Here comes the Boston-D.C. Express!

Choo-Choo Make way for the D.C. Express!

I’m going to walk you through this revelation through various links, follow along won’t you?

Let’s start with this dandy, so we all know what we are talking about.

So in 2012, China will have 68,350 miles of rail track, (U.S. has over 230,000) and China will have 8,000 miles of high-speed track.  The United States has 1 “high-speed rail line” (Boston to D.C.).  That’s right, 1.  Before you get too excited, it averages 68 m.p.h.  By contrast, Chinese and European trains average between 150-160 m.p.h.   Please don’t e-mail me with “Brah, you missed tha point man!  We’ve got 230,000!”  You’ve clearly missed the point.

But alas, have no fear, help is on the way.

I hope you read that piece of an article I just linked.  Well if you didn’t, I’ll sum it up.  For the U.S. to get a true high-speed rail line, comparable to Europe and Asia, it will take 30+ years and $117 billion.  30 years for a 400 mile track.  Well hold the phones Mary Beth, we’ll have caught up to China in…wait a second…let me get a calculator.  Heyzoos Christo, by the time we catch up to China (assuming naively that they for some reason, stop building tracks) people will have personal aircraft anyway and B.P.A.’s ashes will have been scattered in the pancake mix at Luna’s Castle.  Sweet, sweet revenge in the form of dusty pancakes.  (Alright Luna, I know I just said your hostel’s name twice, but this isn’t serious, it’s just a joke, Happy Hanukah!  Stop googling yourself!)

The last three sentences probably didn’t make much sense to those who don’t visit this site often but that’s okay.  Now I’ve lost my way and must get back to my point…least I think I have a point.

So you’ve seen what a country the same size as the United States with 8 times the population can do when it becomes a priority of their government to do so.  I know how we ended up here but what I don’t know is how we can recover and join the rest of the world with regards to rail service.  I guess it really shouldn’t surprise me that a country whose people drive to the corner store for a candy bar also fly to a city barely 200 miles away.  Either way, it has to change, as a matter of survival.

I’ve taken the train from D.C. to Michigan, it wasn’t terrible but I also had two days to kill.  Business travelers don’t.  I’ve taken the train from China to Finland, and it was terrible, and I had months to kill along with jugs of home-made vodka.  So unless the U.S. Government starts handing out free vodka and unemployment reaches 98%, we are in trouble.

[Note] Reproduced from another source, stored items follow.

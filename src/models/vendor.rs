use chrono::NaiveDateTime;
use serde::{Deserialize, Serialize};

#[derive(Debug, Clone, Serialize, Deserialize)]
pub struct Vendor {
    pub id: String,
    pub profile_id: String,
    pub business_name: String,
    pub description: Option<String>,
    pub status: VendorStatus,
    pub created_at: NaiveDateTime,
    pub updated_at: NaiveDateTime,
}

#[derive(Debug, Clone, Copy, Serialize, Deserialize, PartialEq, Eq)]
#[serde(rename_all = "lowercase")]
pub enum VendorStatus {
    Pending,
    Approved,
    Suspended,
    Rejected,
}

impl VendorStatus {
    pub fn as_str(&self) -> &'static str {
        match self {
            VendorStatus::Pending => "pending",
            VendorStatus::Approved => "approved",
            VendorStatus::Suspended => "suspended",
            VendorStatus::Rejected => "rejected",
        }
    }

    pub fn parse(s: &str) -> Option<Self> {
        match s {
            "pending" => Some(VendorStatus::Pending),
            "approved" => Some(VendorStatus::Approved),
            "suspended" => Some(VendorStatus::Suspended),
            "rejected" => Some(VendorStatus::Rejected),
            _ => None,
        }
    }
}
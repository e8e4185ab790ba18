use chrono::NaiveDateTime;
use serde::{Deserialize, Serialize};

/// One ledger entry. Payments and refunds are inserted already completed and
/// never change; withdrawal rows move through the admin approval statuses.
#[derive(Debug, Clone, Serialize, Deserialize)]
pub struct Transaction {
    pub id: String,
    pub booking_id: Option<String>,
    pub vendor_id: Option<String>,
    pub tourist_id: Option<String>,
    pub transaction_type: TransactionType,
    pub status: TransactionStatus,
    pub amount: i64,
    pub currency: String,
    pub reference: String,
    pub description: Option<String>,
    pub created_at: NaiveDateTime,
    pub updated_at: NaiveDateTime,
}

#[derive(Debug, Clone, Copy, Serialize, Deserialize, PartialEq, Eq)]
#[serde(rename_all = "lowercase")]
pub enum TransactionType {
    Payment,
    Withdrawal,
    Refund,
}

impl TransactionType {
    pub fn as_str(&self) -> &'static str {
        match self {
            TransactionType::Payment => "payment",
            TransactionType::Withdrawal => "withdrawal",
            TransactionType::Refund => "refund",
        }
    }

    pub fn parse(s: &str) -> Option<Self> {
        match s {
            "payment" => Some(TransactionType::Payment),
            "withdrawal" => Some(TransactionType::Withdrawal),
            "refund" => Some(TransactionType::Refund),
            _ => None,
        }
    }
}

#[derive(Debug, Clone, Copy, Serialize, Deserialize, PartialEq, Eq)]
#[serde(rename_all = "lowercase")]
pub enum TransactionStatus {
    Pending,
    Approved,
    Completed,
    Failed,
    Rejected,
}

impl TransactionStatus {
    pub fn as_str(&self) -> &'static str {
        match self {
            TransactionStatus::Pending => "pending",
            TransactionStatus::Approved => "approved",
            TransactionStatus::Completed => "completed",
            TransactionStatus::Failed => "failed",
            TransactionStatus::Rejected => "rejected",
        }
    }

    pub fn parse(s: &str) -> Option<Self> {
        match s {
            "pending" => Some(TransactionStatus::Pending),
            "approved" => Some(TransactionStatus::Approved),
            "completed" => Some(TransactionStatus::Completed),
            "failed" => Some(TransactionStatus::Failed),
            "rejected" => Some(TransactionStatus::Rejected),
            _ => None,
        }
    }
}
pub mod migrations;
pub mod queries;

use anyhow::Context;
use rusqlite::Connection;

pub fn init_db(path: &str) -> anyhow::Result<Connection> {
    let conn = Connection::open(path).context("failed to open database")?;

    conn.execute_batch("PRAGMA journal_mode=WAL; PRAGMA foreign_keys=ON;")
        .context("failed to set database pragmas")?;

    migrations::run_migrations(&conn)?;

    Ok(conn)
}

/// Open a database and apply migrations only up to (and including) the named
/// file. Exists for tests that need a half-migrated database, e.g. one where
/// the ledger tables from `0002_payments.sql` are still missing.
pub fn init_db_until(path: &str, last: &str) -> anyhow::Result<Connection> {
    let conn = Connection::open(path).context("failed to open database")?;

    conn.execute_batch("PRAGMA journal_mode=WAL; PRAGMA foreign_keys=ON;")
        .context("failed to set database pragmas")?;

    migrations::run_migrations_until(&conn, Some(last))?;

    Ok(conn)
}
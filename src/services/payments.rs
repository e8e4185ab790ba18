use chrono::Utc;
use rusqlite::Connection;
use uuid::Uuid;

use crate::db::queries;
use crate::models::{
    Booking, PaymentStatus, Transaction, TransactionStatus, TransactionType, PLATFORM_WALLET,
};
use crate::services::wallets;

fn epoch_millis() -> i64 {
    Utc::now().timestamp_millis()
}

fn short_id(id: &str) -> &str {
    &id[..id.len().min(8)]
}

pub fn payment_reference(booking_id: &str) -> String {
    format!("PMT_{}_{}", short_id(booking_id), epoch_millis())
}

pub fn refund_reference(booking_id: &str) -> String {
    format!("RFD_{}_{}", short_id(booking_id), epoch_millis())
}

pub fn withdrawal_reference(vendor_id: &str) -> String {
    format!("WDR_{}_{}", short_id(vendor_id), epoch_millis())
}

/// Ensure a settled booking has its completed payment ledger row, writing it
/// and crediting the vendor and platform wallets when it is missing. Returns
/// true when a new row was created. Safe to call on every update: the probe
/// plus `INSERT OR IGNORE` under the one-completed-payment-per-booking index
/// make repeats a no-op.
pub fn ensure_payment_recorded(conn: &Connection, booking: &Booking) -> anyhow::Result<bool> {
    if queries::find_completed_transaction(conn, &booking.id, &TransactionType::Payment)?.is_some()
    {
        return Ok(false);
    }

    let now = Utc::now().naive_utc();
    let tx = Transaction {
        id: Uuid::new_v4().to_string(),
        booking_id: Some(booking.id.clone()),
        vendor_id: Some(booking.vendor_id.clone()),
        tourist_id: booking.tourist_id.clone(),
        transaction_type: TransactionType::Payment,
        status: TransactionStatus::Completed,
        amount: booking.total_amount,
        currency: booking.currency.clone(),
        reference: payment_reference(&booking.id),
        description: Some(format!("Payment for booking {}", booking.id)),
        created_at: now,
        updated_at: now,
    };

    if !queries::insert_transaction(conn, &tx)? {
        // Lost the race against a concurrent settlement of the same booking.
        return Ok(false);
    }

    wallets::credit(conn, &booking.vendor_id, booking.total_amount, &booking.currency)?;
    wallets::credit(conn, PLATFORM_WALLET, booking.total_amount, &booking.currency)?;

    tracing::info!(
        booking_id = %booking.id,
        vendor_id = %booking.vendor_id,
        amount = booking.total_amount,
        reference = %tx.reference,
        "recorded payment for settled booking"
    );
    Ok(true)
}

/// Refund mirror of [`ensure_payment_recorded`]: once a refunded booking has
/// a completed payment on the ledger, write exactly one completed refund row
/// and debit the vendor and platform wallets. A refunded booking that was
/// never paid gets no refund row.
pub fn ensure_refund_recorded(conn: &Connection, booking: &Booking) -> anyhow::Result<bool> {
    if queries::find_completed_transaction(conn, &booking.id, &TransactionType::Payment)?.is_none()
    {
        return Ok(false);
    }
    if queries::find_completed_transaction(conn, &booking.id, &TransactionType::Refund)?.is_some()
    {
        return Ok(false);
    }

    let now = Utc::now().naive_utc();
    let tx = Transaction {
        id: Uuid::new_v4().to_string(),
        booking_id: Some(booking.id.clone()),
        vendor_id: Some(booking.vendor_id.clone()),
        tourist_id: booking.tourist_id.clone(),
        transaction_type: TransactionType::Refund,
        status: TransactionStatus::Completed,
        amount: booking.total_amount,
        currency: booking.currency.clone(),
        reference: refund_reference(&booking.id),
        description: Some(format!("Refund for booking {}", booking.id)),
        created_at: now,
        updated_at: now,
    };

    if !queries::insert_transaction(conn, &tx)? {
        return Ok(false);
    }

    wallets::debit(conn, &booking.vendor_id, booking.total_amount, &booking.currency)?;
    wallets::debit(conn, PLATFORM_WALLET, booking.total_amount, &booking.currency)?;

    tracing::info!(
        booking_id = %booking.id,
        vendor_id = %booking.vendor_id,
        amount = booking.total_amount,
        reference = %tx.reference,
        "recorded refund for booking"
    );
    Ok(true)
}

/// Run the ledger and wallet side effects owed for a booking's current
/// state. Runs after every state update, not just on the transition edge.
/// A database without the payment tables logs a warning and leaves the
/// booking update itself intact.
pub fn apply_settlement_effects(conn: &Connection, booking: &Booking) -> anyhow::Result<()> {
    let outcome = if booking.is_settled() {
        ensure_payment_recorded(conn, booking).map(|_| ())
    } else if booking.payment_status == PaymentStatus::Refunded {
        ensure_refund_recorded(conn, booking).map(|_| ())
    } else {
        Ok(())
    };

    match outcome {
        Ok(()) => Ok(()),
        Err(e) if queries::is_missing_table(&e) => {
            tracing::warn!(
                booking_id = %booking.id,
                error = %e,
                "payment tables missing, skipping ledger side effects"
            );
            Ok(())
        }
        Err(e) => Err(e),
    }
}

#[derive(Debug)]
pub enum WithdrawalError {
    Storage(anyhow::Error),
    NonPositiveAmount,
    ExceedsAvailable { available: i64 },
    NotAWithdrawal,
    AlreadyFinal { status: TransactionStatus },
    InvalidTarget { status: TransactionStatus },
}

impl std::fmt::Display for WithdrawalError {
    fn fmt(&self, f: &mut std::fmt::Formatter<'_>) -> std::fmt::Result {
        match self {
            WithdrawalError::Storage(e) => write!(f, "{e}"),
            WithdrawalError::NonPositiveAmount => {
                write!(f, "withdrawal amount must be positive")
            }
            WithdrawalError::ExceedsAvailable { available } => {
                write!(f, "withdrawal amount exceeds available balance ({available})")
            }
            WithdrawalError::NotAWithdrawal => {
                write!(f, "transaction is not a withdrawal")
            }
            WithdrawalError::AlreadyFinal { status } => {
                write!(f, "withdrawal is already {}", status.as_str())
            }
            WithdrawalError::InvalidTarget { status } => {
                write!(f, "cannot move a withdrawal to {}", status.as_str())
            }
        }
    }
}

impl From<anyhow::Error> for WithdrawalError {
    fn from(e: anyhow::Error) -> Self {
        WithdrawalError::Storage(e)
    }
}

/// Open a pending withdrawal for a vendor. The amount is validated against
/// the recomputed available balance, not the cached wallet balance.
pub fn request_withdrawal(
    conn: &Connection,
    vendor_id: &str,
    amount: i64,
    currency: &str,
    description: Option<String>,
) -> Result<Transaction, WithdrawalError> {
    if amount <= 0 {
        return Err(WithdrawalError::NonPositiveAmount);
    }

    let stats = wallets::compute_stats(conn, vendor_id)?;
    if amount > stats.available_balance {
        return Err(WithdrawalError::ExceedsAvailable {
            available: stats.available_balance,
        });
    }

    let now = Utc::now().naive_utc();
    let tx = Transaction {
        id: Uuid::new_v4().to_string(),
        booking_id: None,
        vendor_id: Some(vendor_id.to_string()),
        tourist_id: None,
        transaction_type: TransactionType::Withdrawal,
        status: TransactionStatus::Pending,
        amount,
        currency: currency.to_string(),
        reference: withdrawal_reference(vendor_id),
        description,
        created_at: now,
        updated_at: now,
    };
    queries::insert_transaction(conn, &tx)?;

    tracing::info!(
        vendor_id,
        amount,
        reference = %tx.reference,
        "withdrawal requested"
    );
    Ok(tx)
}

/// Move a withdrawal to an admin decision. Completing debits the vendor
/// wallet; completed and rejected are terminal, so a second completion
/// attempt errors instead of debiting twice.
pub fn decide_withdrawal(
    conn: &Connection,
    transaction_id: &str,
    target: TransactionStatus,
) -> Result<Option<Transaction>, WithdrawalError> {
    let Some(tx) = queries::get_transaction(conn, transaction_id)? else {
        return Ok(None);
    };

    if tx.transaction_type != TransactionType::Withdrawal {
        return Err(WithdrawalError::NotAWithdrawal);
    }
    if matches!(
        tx.status,
        TransactionStatus::Completed | TransactionStatus::Rejected
    ) {
        return Err(WithdrawalError::AlreadyFinal { status: tx.status });
    }
    if !matches!(
        target,
        TransactionStatus::Approved | TransactionStatus::Rejected | TransactionStatus::Completed
    ) {
        return Err(WithdrawalError::InvalidTarget { status: target });
    }

    queries::update_transaction_status(conn, transaction_id, &target)?;

    if target == TransactionStatus::Completed {
        if let Some(vendor_id) = &tx.vendor_id {
            wallets::debit(conn, vendor_id, tx.amount, &tx.currency)?;
            tracing::info!(
                vendor_id = %vendor_id,
                amount = tx.amount,
                reference = %tx.reference,
                "withdrawal completed, wallet debited"
            );
        }
    }

    Ok(queries::get_transaction(conn, transaction_id)?)
}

All is not lost, China has set forth a perfect model.  Why can’t we take notes from them or just flat-out copy them?  Oh right, because China is a fascist, authoritarian, corrupt regime.  I don’t buy that, but I’m not going to pretend to debate it knowledgeably.  Instead, I leave you with a final link to ponder, because I’ve got a feeling when I step off that first beautiful high-speed rail train in 30 years and onto the platform, I’ll notice three little words with such negative connotations on the underside of the train that just hauled my hippie ass 200 miles in 80 minutes.  Made in China.

*Note- I am currently working in an inner-city public elementary school in the United States as a 2nd grade teacher.   I will be posting more in the coming weeks and months to give you an accurate picture of education in the inner-cities.  Best to all. Lastly, for good measure, and just to see their search engine die…Luna, Luna, Luna, Luna, Castle, Luna, Castle, Hostel, Panama, Luna, Castle, Hate, Luna, Castle, Pancakes.